My partner Liz claims that you never forget your first Hamlet. I think the same thing is true with the first work of philosophy with which you fall in love.
I was a late bloomer in this regard. I’d had a long flirtation with philosophy: a philosophy minor in college, a graduate English program saturated with Continental Philosophy, and so forth. But it wasn’t until I was a junior professor looking to carve out a little time for myself–a space to continue to grow and to think–that I found the book for me: Gilles Deleuze’s Logic of Sense, his book about (no kidding) Through the Looking Glass and Alice in Wonderland.

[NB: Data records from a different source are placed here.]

use std::collections::BTreeMap;

use serde::Deserialize;

use super::domain::{Card, Category, RateType, RewardRow};

/// Key of the table consulted when neither a card nor an issuer override matches.
pub const DEFAULT_TABLE_KEY: &str = "default";

/// Raised when a conversion table is constructed without its reserved
/// `default` entry. This is a configuration defect, not a per-request error.
#[derive(Debug, thiserror::Error)]
pub enum ConversionTableError {
    #[error("conversion table is missing the reserved \"{DEFAULT_TABLE_KEY}\" entry")]
    MissingDefault,
}

/// Cents-per-unit valuations keyed by exact card name, then issuer, then the
/// reserved `default` table. Unit lookup is case-insensitive.
#[derive(Debug, Clone, PartialEq, Deserialize)]
#[serde(try_from = "BTreeMap<String, BTreeMap<String, f64>>")]
pub struct ConversionTable {
    tables: BTreeMap<String, BTreeMap<String, f64>>,
}

impl ConversionTable {
    pub fn new(
        tables: BTreeMap<String, BTreeMap<String, f64>>,
    ) -> Result<Self, ConversionTableError> {
        if !tables.contains_key(DEFAULT_TABLE_KEY) {
            return Err(ConversionTableError::MissingDefault);
        }

        let tables = tables
            .into_iter()
            .map(|(owner, units)| {
                let units = units
                    .into_iter()
                    .map(|(unit, cents)| (unit.trim().to_ascii_lowercase(), cents))
                    .collect();
                (owner, units)
            })
            .collect();

        Ok(Self { tables })
    }

    /// Published point valuations the engine ships with.
    pub fn builtin() -> Self {
        let mut tables = BTreeMap::new();
        tables.insert(
            DEFAULT_TABLE_KEY.to_string(),
            BTreeMap::from([("points".to_string(), 1.0), ("miles".to_string(), 1.0)]),
        );
        tables.insert(
            "American Express".to_string(),
            BTreeMap::from([("points".to_string(), 1.6)]),
        );
        tables.insert(
            "Capital One".to_string(),
            BTreeMap::from([("miles".to_string(), 1.6)]),
        );
        tables.insert(
            "Chase".to_string(),
            BTreeMap::from([("points".to_string(), 1.8)]),
        );
        tables.insert(
            "Citi".to_string(),
            BTreeMap::from([("points".to_string(), 1.6)]),
        );

        // Unit keys above are already lowercase and the default entry is present.
        Self { tables }
    }

    /// Cents of cash value per reward unit, resolved card name first, issuer
    /// second, the default table third, and 0.0 when nothing matches.
    pub fn cents_per_unit(&self, card_name: &str, issuer: &str, unit: &str) -> f64 {
        let unit = unit.trim().to_ascii_lowercase();

        for owner in [card_name, issuer, DEFAULT_TABLE_KEY] {
            if let Some(cents) = self.tables.get(owner).and_then(|units| units.get(&unit)) {
                return *cents;
            }
        }

        0.0
    }
}

impl Default for ConversionTable {
    fn default() -> Self {
        Self::builtin()
    }
}

impl TryFrom<BTreeMap<String, BTreeMap<String, f64>>> for ConversionTable {
    type Error = ConversionTableError;

    fn try_from(tables: BTreeMap<String, BTreeMap<String, f64>>) -> Result<Self, Self::Error> {
        Self::new(tables)
    }
}

fn is_cash_unit(unit: &str) -> bool {
    let trimmed = unit.trim();
    trimmed.eq_ignore_ascii_case("cash back") || trimmed.eq_ignore_ascii_case("rewards")
}

/// Convert one reward row into dollars earned per dollar spent, or `None`
/// when the row carries no steady per-dollar rate.
pub(crate) fn dollar_rate(table: &ConversionTable, card: &Card, row: &RewardRow) -> Option<f64> {
    match row.rate_type {
        RateType::Percentage if is_cash_unit(&row.unit) => Some(row.value / 100.0),
        RateType::Multiplier | RateType::PerUnit => {
            let cents = table.cents_per_unit(&card.name, &card.issuer, &row.unit);
            Some(row.value * (cents / 100.0))
        }
        _ => None,
    }
}

/// Best dollars-per-dollar rate per category. Dominated rows are discarded; a
/// card with no valuable rows yields an empty map, never an error.
pub fn category_rates(table: &ConversionTable, card: &Card) -> BTreeMap<Category, f64> {
    let mut rates: BTreeMap<Category, f64> = BTreeMap::new();

    for row in &card.rewards {
        let Some(rate) = dollar_rate(table, card, row) else {
            continue;
        };

        let best = rates.entry(row.category).or_insert(rate);
        if rate > *best {
            *best = rate;
        }
    }

    rates
}
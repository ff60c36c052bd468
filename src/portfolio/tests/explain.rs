use super::common::*;
use crate::portfolio::{Category, SpendProfile};

#[test]
fn fee_lands_on_the_first_category_a_card_serves() {
    let engine = engine();
    let cards = vec![card(
        "Everything",
        "Chase",
        95.0,
        vec![
            percentage(4.0, Category::Travel),
            percentage(4.0, Category::GroceriesDining),
        ],
    )];
    let profile = SpendProfile::new()
        .with(Category::Travel, 2000.0)
        .with(Category::GroceriesDining, 2000.0);

    let solution = engine.optimize(&cards, &profile, 700).expect("solvable");

    let travel = &solution.breakdown[&Category::Travel];
    let dining = &solution.breakdown[&Category::GroceriesDining];
    assert_close(travel.fee_attributed, 95.0);
    assert_close(dining.fee_attributed, 0.0);
    assert_close(travel.net_contribution, 2000.0 * 0.04 - 95.0);
    assert_close(dining.net_contribution, 2000.0 * 0.04);
}

#[test]
fn net_contributions_sum_to_the_net_value_exactly() {
    let engine = engine();
    let cards = vec![
        card(
            "Everything",
            "Chase",
            95.0,
            vec![
                multiplier(5.0, "points", Category::Travel),
                multiplier(3.0, "points", Category::GroceriesDining),
            ],
        ),
        card(
            "Free Basic",
            "Discover",
            0.0,
            vec![percentage(1.5, Category::AllPurchases)],
        ),
    ];
    let profile = SpendProfile::new()
        .with(Category::Travel, 3000.0)
        .with(Category::GroceriesDining, 2000.0)
        .with(Category::GasUtilities, 800.0)
        .with(Category::AllPurchases, 1200.0);

    let solution = engine.optimize(&cards, &profile, 700).expect("solvable");

    let total: f64 = solution
        .breakdown
        .values()
        .map(|line| line.net_contribution)
        .sum();
    assert_close(total, solution.net_value);
}

#[test]
fn unassigned_categories_keep_zeroed_audit_lines() {
    let engine = engine();
    let mut premium = card(
        "Reserve Elite",
        "Chase",
        550.0,
        vec![percentage(10.0, Category::Travel)],
    );
    premium.min_score = 790;
    let profile = SpendProfile::new()
        .with(Category::Travel, 3000.0)
        .with(Category::GasUtilities, 500.0);

    let solution = engine.optimize(&[premium], &profile, 700).expect("solvable");

    assert_eq!(solution.breakdown.len(), 2);
    for (category, line) in &solution.breakdown {
        assert_eq!(line.card, None, "{category} should be unassigned");
        assert_close(line.net_contribution, 0.0);
        assert_close(line.fee_attributed, 0.0);
        assert_eq!(line.formula, "unassigned");
    }
    assert_close(
        solution.breakdown[&Category::Travel].spend,
        3000.0,
    );
}

#[test]
fn breakdown_covers_every_profile_category() {
    let engine = engine();
    let cards = vec![card(
        "Travel Only",
        "Chase",
        0.0,
        vec![percentage(2.0, Category::Travel)],
    )];
    let profile = SpendProfile::new()
        .with(Category::Travel, 1000.0)
        .with(Category::RetailEntertainment, 700.0);

    let solution = engine.optimize(&cards, &profile, 700).expect("solvable");

    assert_eq!(solution.breakdown.len(), 2);
    assert_close(solution.breakdown[&Category::Travel].net_contribution, 20.0);
    // Nothing values retail spend, so that line contributes nothing either way.
    assert_close(
        solution.breakdown[&Category::RetailEntertainment].net_contribution,
        0.0,
    );
    assert_close(solution.net_value, 20.0);
}

#[test]
fn formula_strings_match_the_audited_arithmetic() {
    let engine = engine();
    let mut promo = card(
        "Sapphire Preferred",
        "Chase",
        95.0,
        vec![
            multiplier(5.0, "points", Category::Travel),
            trigger(60000.0, "points", Category::Travel),
        ],
    );
    promo.min_spend = 4000.0;

    let solution = engine
        .optimize(&[promo], &travel_profile(4000.0), 700)
        .expect("solvable");

    let travel = &solution.breakdown[&Category::Travel];
    assert_close(travel.raw_reward, 360.0);
    assert_close(travel.trigger_bonus, 1080.0);
    assert_close(travel.total_reward, 1440.0);
    assert_close(travel.net_contribution, 1345.0);
    assert_eq!(travel.formula, "4000.00 * 0.0900 + 1080.00 - 95.00");
    assert_close(solution.net_value, 1345.0);
}
//! A blackjack simulator with a tabular Monte Carlo control learning agent.
//!
//! The crate provides the card, deck, and hand primitives, a round driver,
//! and an [`Agent`] that learns a hit/stay policy by first-visit Monte
//! Carlo control with exploring starts. Given a fixed seed, a full training
//! run is reproducible.
//!
//! # Example
//!
//! ```
//! use bjlearn::{Agent, Game, GameOptions, MonteCarloEs, StateSpace};
//!
//! let options = GameOptions::default().with_rounds(100);
//! let mut game = Game::new(options, 42, |rng| {
//!     vec![Agent::new(MonteCarloEs::default(), &StateSpace::default(), rng)]
//! });
//! let scoreboard = game.play().expect("default state space covers all reachable states");
//! assert_eq!(scoreboard.players().len(), 1);
//! ```
#![cfg_attr(docsrs, feature(doc_cfg))]

pub mod agent;
pub mod card;
pub mod deck;
pub mod error;
pub mod game;
pub mod hand;
pub mod method;
pub mod player;
pub mod result;
pub mod round;
pub mod state;
pub mod table;

// Re-export main types
pub use agent::{Agent, POLICY_FILE, Q_VALUES_FILE};
pub use card::{Card, DECK_SIZE, SUITS, Suit};
pub use deck::{Deck, DeckOptions};
pub use error::{DeckError, ParseActionError, ParseKeyError, PersistError, TableError};
pub use game::{Game, GameOptions};
pub use hand::{DEFAULT_ACE_VALUE, Hand};
pub use method::{InitialValue, Method, MonteCarloEs};
pub use player::{BasicPlayer, Dealer, Player};
pub use result::{PlayerScore, Reward, RoundOutcome, Scoreboard};
pub use round::{calc_winner, deal_initial_cards, play_hand, play_round};
pub use state::{Action, State, StateAction, StateSpace};
pub use table::{ActionValueTable, PolicyTable, ReturnStats, ReturnStatsTable};
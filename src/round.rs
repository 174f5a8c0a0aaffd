//! Round driver: dealing, turn order, and winner calculation.

use crate::error::TableError;
use crate::player::{Dealer, Player};
use crate::result::{Reward, RoundOutcome};
use crate::state::Action;

/// Deals the opening cards: two to every player, two to the dealer.
///
/// Each pass deals one card to every player in seating order and then one
/// to the dealer; the dealer's second card is the face-up one.
pub fn deal_initial_cards(dealer: &mut Dealer, players: &mut [&mut dyn Player]) {
    for _ in 0..2 {
        for player in players.iter_mut() {
            dealer.deal_to(player.hand_mut());
        }
        dealer.deal_self();
    }
}

/// Plays out one player's hand against the dealer's up-card.
///
/// Repeatedly asks the player for a decision and deals on hit, stopping on
/// stay or bust. A hand cannot hit more than a bounded number of times
/// before busting, so the loop always terminates.
///
/// # Errors
///
/// Returns a [`TableError`] if the player's policy lookup fails.
pub fn play_hand(dealer: &mut Dealer, player: &mut dyn Player) -> Result<(), TableError> {
    let upcard = dealer.upcard_value();

    loop {
        if player.is_bust() {
            break;
        }
        match player.choose_action(upcard)? {
            Action::Stay => break,
            Action::Hit => {
                tracing::trace!(total = player.total(), upcard, "player hits");
                dealer.deal_to(player.hand_mut());
            }
        }
    }

    Ok(())
}

/// Plays a full round: every player resolves their hand, then the dealer
/// plays its own.
///
/// # Errors
///
/// Returns a [`TableError`] if any player's policy lookup fails.
pub fn play_round(
    dealer: &mut Dealer,
    players: &mut [&mut dyn Player],
) -> Result<RoundOutcome, TableError> {
    for player in players.iter_mut() {
        play_hand(dealer, *player)?;
    }

    dealer.play_own_hand();

    Ok(RoundOutcome {
        dealer_total: dealer.total(),
        player_totals: players.iter().map(|player| player.total()).collect(),
    })
}

/// Compares final totals and returns the player's reward.
///
/// A busted player loses even when the dealer busts too; otherwise a busted
/// dealer loses, and live hands compare totals with equal totals pushing.
#[must_use]
pub const fn calc_winner(dealer_total: u8, player_total: u8) -> Reward {
    if player_total > 21 {
        Reward::Loss
    } else if dealer_total > 21 || player_total > dealer_total {
        Reward::Win
    } else if player_total < dealer_total {
        Reward::Loss
    } else {
        Reward::Push
    }
}
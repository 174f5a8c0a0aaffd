//! Policy, action-value, and return-statistics tables.
//!
//! All three tables are pre-populated over the full state-action space at
//! agent construction and stay exhaustive for the life of the agent, so a
//! lookup miss is surfaced as a fatal [`TableError`] rather than defaulted.
//! Keys order deterministically (`BTreeMap`), which also gives the persisted
//! JSON documents a stable, diffable key order.

use std::collections::BTreeMap;

use crate::error::{PersistError, TableError};
use crate::state::{Action, State, StateAction};

/// Mapping from state to the action the agent currently prefers there.
#[derive(Debug, Clone, Default, PartialEq, Eq)]
pub struct PolicyTable(BTreeMap<State, Action>);

impl PolicyTable {
    /// Creates an empty table.
    #[must_use]
    pub fn new() -> Self {
        Self::default()
    }

    /// Returns the action prescribed for `state`.
    ///
    /// # Errors
    ///
    /// Returns [`TableError::UnknownState`] if the state was never
    /// initialized; the table is presumed exhaustive, so this is fatal.
    pub fn action(&self, state: State) -> Result<Action, TableError> {
        self.0
            .get(&state)
            .copied()
            .ok_or(TableError::UnknownState(state))
    }

    /// Sets the action for `state`.
    pub fn insert(&mut self, state: State, action: Action) {
        self.0.insert(state, action);
    }

    /// Iterates over all entries in key order.
    pub fn iter(&self) -> impl Iterator<Item = (State, Action)> + '_ {
        self.0.iter().map(|(&state, &action)| (state, action))
    }

    /// Returns the number of entries.
    #[must_use]
    pub fn len(&self) -> usize {
        self.0.len()
    }

    /// Returns whether the table is empty.
    #[must_use]
    pub fn is_empty(&self) -> bool {
        self.0.is_empty()
    }

    /// Encodes the table as a pretty-printed JSON object keyed by the
    /// `"player,dealer"` form of each state.
    ///
    /// # Errors
    ///
    /// Returns an error if JSON encoding fails.
    pub fn to_json(&self) -> Result<String, PersistError> {
        let doc: BTreeMap<String, &str> = self
            .0
            .iter()
            .map(|(state, action)| (state.to_string(), action.as_str()))
            .collect();
        Ok(serde_json::to_string_pretty(&doc)?)
    }

    /// Decodes a table from its JSON form, reconstructing every key as a
    /// state tuple.
    ///
    /// # Errors
    ///
    /// Returns an error if the document is not valid JSON, a key does not
    /// parse back to a state, or a value names an unknown action.
    pub fn from_json(json: &str) -> Result<Self, PersistError> {
        let doc: BTreeMap<String, String> = serde_json::from_str(json)?;
        let mut table = Self::new();
        for (key, value) in doc {
            let state: State = key.parse()?;
            let action: Action = value.parse()?;
            table.insert(state, action);
        }
        Ok(table)
    }
}

/// Mapping from state-action pair to the current estimate of its expected
/// return (the Q function).
#[derive(Debug, Clone, Default, PartialEq)]
pub struct ActionValueTable(BTreeMap<StateAction, f64>);

impl ActionValueTable {
    /// Creates an empty table.
    #[must_use]
    pub fn new() -> Self {
        Self::default()
    }

    /// Returns the estimated return for `state_action`.
    ///
    /// # Errors
    ///
    /// Returns [`TableError::UnknownStateAction`] if the pair was never
    /// initialized.
    pub fn value(&self, state_action: StateAction) -> Result<f64, TableError> {
        self.0
            .get(&state_action)
            .copied()
            .ok_or(TableError::UnknownStateAction(state_action))
    }

    /// Sets the estimate for `state_action`.
    pub fn insert(&mut self, state_action: StateAction, value: f64) {
        self.0.insert(state_action, value);
    }

    /// Iterates over all entries in key order.
    pub fn iter(&self) -> impl Iterator<Item = (StateAction, f64)> + '_ {
        self.0.iter().map(|(&key, &value)| (key, value))
    }

    /// Returns the number of entries.
    #[must_use]
    pub fn len(&self) -> usize {
        self.0.len()
    }

    /// Returns whether the table is empty.
    #[must_use]
    pub fn is_empty(&self) -> bool {
        self.0.is_empty()
    }

    /// Encodes the table as a pretty-printed JSON object keyed by the
    /// `"player,dealer,action"` form of each state-action pair.
    ///
    /// # Errors
    ///
    /// Returns an error if JSON encoding fails.
    pub fn to_json(&self) -> Result<String, PersistError> {
        let doc: BTreeMap<String, f64> = self
            .0
            .iter()
            .map(|(key, &value)| (key.to_string(), value))
            .collect();
        Ok(serde_json::to_string_pretty(&doc)?)
    }

    /// Decodes a table from its JSON form, reconstructing every key as a
    /// state-action tuple.
    ///
    /// # Errors
    ///
    /// Returns an error if the document is not valid JSON or a key does not
    /// parse back to a state-action pair.
    pub fn from_json(json: &str) -> Result<Self, PersistError> {
        let doc: BTreeMap<String, f64> = serde_json::from_str(json)?;
        let mut table = Self::new();
        for (key, value) in doc {
            table.insert(key.parse::<StateAction>()?, value);
        }
        Ok(table)
    }
}

/// Visit count and running mean return for one state-action pair.
#[derive(Debug, Clone, Copy, Default, PartialEq)]
pub struct ReturnStats {
    /// How many episode returns have been folded into the mean.
    pub count: u64,
    /// The running mean of those returns.
    pub mean: f64,
}

/// Incremental-mean bookkeeping per state-action pair, kept separately from
/// the Q table: Q stores the current estimate, this table stores the visit
/// count the next incremental update needs.
#[derive(Debug, Clone, Default, PartialEq)]
pub struct ReturnStatsTable(BTreeMap<StateAction, ReturnStats>);

impl ReturnStatsTable {
    /// Creates an empty table.
    #[must_use]
    pub fn new() -> Self {
        Self::default()
    }

    /// Creates a table with zeroed statistics for every key of `q`.
    #[must_use]
    pub fn zeroed_like(q: &ActionValueTable) -> Self {
        Self(q.iter().map(|(key, _)| (key, ReturnStats::default())).collect())
    }

    /// Returns the statistics for `state_action`.
    ///
    /// # Errors
    ///
    /// Returns [`TableError::UnknownStateAction`] if the pair was never
    /// initialized.
    pub fn stats(&self, state_action: StateAction) -> Result<ReturnStats, TableError> {
        self.0
            .get(&state_action)
            .copied()
            .ok_or(TableError::UnknownStateAction(state_action))
    }

    /// Sets the statistics for `state_action`.
    pub fn insert(&mut self, state_action: StateAction, stats: ReturnStats) {
        self.0.insert(state_action, stats);
    }

    /// Returns the number of entries.
    #[must_use]
    pub fn len(&self) -> usize {
        self.0.len()
    }

    /// Returns whether the table is empty.
    #[must_use]
    pub fn is_empty(&self) -> bool {
        self.0.is_empty()
    }
}
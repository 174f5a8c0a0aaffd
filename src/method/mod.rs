//! Pluggable reinforcement-learning methods.
//!
//! A [`Method`] bundles the four operations an agent delegates to its
//! learning algorithm: policy initialization, action-value initialization,
//! policy evaluation, and policy improvement. The one concrete method
//! shipped is first-visit Monte Carlo control with exploring starts
//! ([`MonteCarloEs`]); temporal-difference variants would slot in behind
//! the same trait.

use std::fmt;

use rand_chacha::ChaCha8Rng;

use crate::error::TableError;
use crate::state::{State, StateAction, StateSpace};
use crate::table::{ActionValueTable, PolicyTable, ReturnStatsTable};

mod monte_carlo;

pub use monte_carlo::MonteCarloEs;

/// The starting estimate assigned to every state-action pair.
pub enum InitialValue {
    /// The same value for every pair.
    Constant(f64),
    /// A fresh value produced per key.
    PerKey(Box<dyn Fn(StateAction) -> f64>),
}

impl InitialValue {
    /// Creates a per-key initial value from a closure.
    #[must_use]
    pub fn per_key(f: impl Fn(StateAction) -> f64 + 'static) -> Self {
        Self::PerKey(Box::new(f))
    }

    /// Returns the initial value for `state_action`.
    #[must_use]
    pub fn value_for(&self, state_action: StateAction) -> f64 {
        match self {
            Self::Constant(value) => *value,
            Self::PerKey(f) => f(state_action),
        }
    }
}

impl Default for InitialValue {
    /// Optimistic default of 5.0, which pushes the greedy policy to try
    /// both actions in every state early on.
    fn default() -> Self {
        Self::Constant(5.0)
    }
}

impl fmt::Debug for InitialValue {
    fn fmt(&self, f: &mut fmt::Formatter<'_>) -> fmt::Result {
        match self {
            Self::Constant(value) => f.debug_tuple("Constant").field(value).finish(),
            Self::PerKey(_) => f.debug_tuple("PerKey").finish(),
        }
    }
}

/// A reinforcement-learning algorithm the agent can be parameterized with.
pub trait Method {
    /// Builds the starting policy over the full state space.
    fn init_policy(&self, space: &StateSpace, rng: &mut ChaCha8Rng) -> PolicyTable;

    /// Builds the starting action-value table over the full state-action
    /// space.
    fn init_action_values(&self, space: &StateSpace) -> ActionValueTable;

    /// Folds one observed episode return into the estimates for
    /// `state_action`, updating both the return statistics and the Q table.
    ///
    /// # Errors
    ///
    /// Returns a [`TableError`] if `state_action` is missing from either
    /// table.
    fn evaluate(
        &self,
        state_action: StateAction,
        episode_return: f64,
        q: &mut ActionValueTable,
        returns: &mut ReturnStatsTable,
    ) -> Result<(), TableError>;

    /// Makes the policy greedy at `state` with respect to the current Q
    /// table.
    ///
    /// # Errors
    ///
    /// Returns a [`TableError`] if any action's value at `state` is missing
    /// from the Q table.
    fn improve(
        &self,
        state: State,
        policy: &mut PolicyTable,
        q: &ActionValueTable,
    ) -> Result<(), TableError>;
}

One day a week I’d ensconce myself at my favorite restaurant and dive in for as long as I could spare. That was almost fifteen years ago, and one story of the subsequent years is that I’ve seized on every opportunity to keep expanding that space. I’m grateful that I’ve been blessed with some lucky opportunities in this regard. But it was the prior space–the little assemblage of quiet, Deleuze, and a cappuccino–that gave me a clear sense of where I wanted to go with those opportunities.
So now that Tim Burton’s movie is out (so far we’ve seen it three times), I’ve found myself returning to the Logic of Sense. To borrow one of Alice’s favorite terms (but appropriately enough, in an opposite sense) the book is just as “provoking” as ever.